1. max_LMM: y ~ 1 + c1 + c2 + (1 + c1 + c2 | subj)
This model is the maximal LMM for the a fixed factor with 3 levels and a single random factor subj. In general, if k is the number of factor levels, we estimate k VPs and k(k-1)/2 CPs and up to k random effects for each level of subj.
2. prsm1_LMM: y ~ 1 + c1 + c2 + (1 | subj) + (0 + c1 + c2 | subj)
This is but only one version of a prsm1_LMM. The specification suppresses the CP between the intercept and the two contrasts. Alternative versions suppress the CP between the two contrasts or between the intercept and one of the contrasts. These distinctions do not matter here, but, of course, they are relevant for the analysis of a specific research question with a specific set of data. prsm1_LMM is nested under maxLMM because the models differ only in whether a CP is forced to zero or not.

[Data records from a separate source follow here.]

//! Name-addressed operation catalogue.
//!
//! Every public operation is reachable by name with a [`Value`] input and a
//! [`Value`] object of named arguments. The CLI and the conformance fixtures
//! drive the library through this table.
//!
//! # Argument conventions
//!
//! | Argument | Meaning |
//! |----------|---------|
//! | `matcher` | Any value; objects become shape matchers ([`Matcher::from_value`]) |
//! | `regex` | Regex source; takes priority over `where`, `matcher` and `pattern` |
//! | `where` | A [`MatcherSpec`] (`{"shape": {"name": {"regex": "^F"}}}`); takes priority over `matcher` |
//! | `pattern` | Literal substring |
//! | `by` | Projector path (`"length"`, `"user.name"`); identity when absent |
//!
//! Indexing operations (`at`, `slice_from`, `first_n`, `add`, ...) accept both
//! strings and lists; the input's kind picks the behavior.
//!
//! ```
//! use sucre::catalogue;
//! use sucre::{Inflections, Value};
//!
//! let out = catalogue::invoke(
//!     "camelize",
//!     &Value::from("moz-border-radius"),
//!     &Value::object([("first_upper", false)]),
//!     Inflections::english(),
//! )
//! .unwrap();
//! assert_eq!(out, Value::from("mozBorderRadius"));
//! ```

use crate::object;
use crate::{
    Error, Inflections, Matcher, MatcherSpec, Projector, Result, Script, SliceExt, StrExt, TextPattern, Truncate,
    TruncateFrom, Value, VecExt, WidthModes,
};
use std::collections::BTreeMap;

/// A named operation.
#[derive(Clone, Copy)]
pub struct Operation {
    /// Lookup name.
    pub name: &'static str,
    /// One-line description for listings.
    pub summary: &'static str,
    run: fn(&Call<'_>) -> Result<Value>,
}

impl std::fmt::Debug for Operation {
    fn fmt(&self, f: &mut std::fmt::Formatter<'_>) -> std::fmt::Result {
        f.debug_struct("Operation")
            .field("name", &self.name)
            .field("summary", &self.summary)
            .finish_non_exhaustive()
    }
}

3. zcp_LMM: y ~ 1 + c1 + c2 + (1 + c1 + c2 || subj)
This model estimates VPs for the intercept and contrasts, but it forces all CPs to zero. Therefore, the zcp_LMM is nested under prsm1_LMM because the latter will have at least one CP.
4. prsm2_LMM: y ~ 1 + c1 + c2 + (1 + c2 || subj)
Whereas in prsm1_LMM one or several CPs are forced to zero, in the prsm2_LMM this applies to one or several VPs. In the example specification in (4), the prsm2_LMM is appropriate if the data do not support an LMM with reliable between-subject variance in c1
. Prsm2_LMM has at least one VP less than zcp_LMM. Therefore, it is nested under zcp_LMM.
The minimal LMM is an LMM varying only in the intercept. If prsm2_LMM contains at least one VP beyond the VP for the intercept, then min1_LMM is nested under prsm2_LMM.
5. min1_LMM: y ~ 1 + c1 + c2 + (1 | subj)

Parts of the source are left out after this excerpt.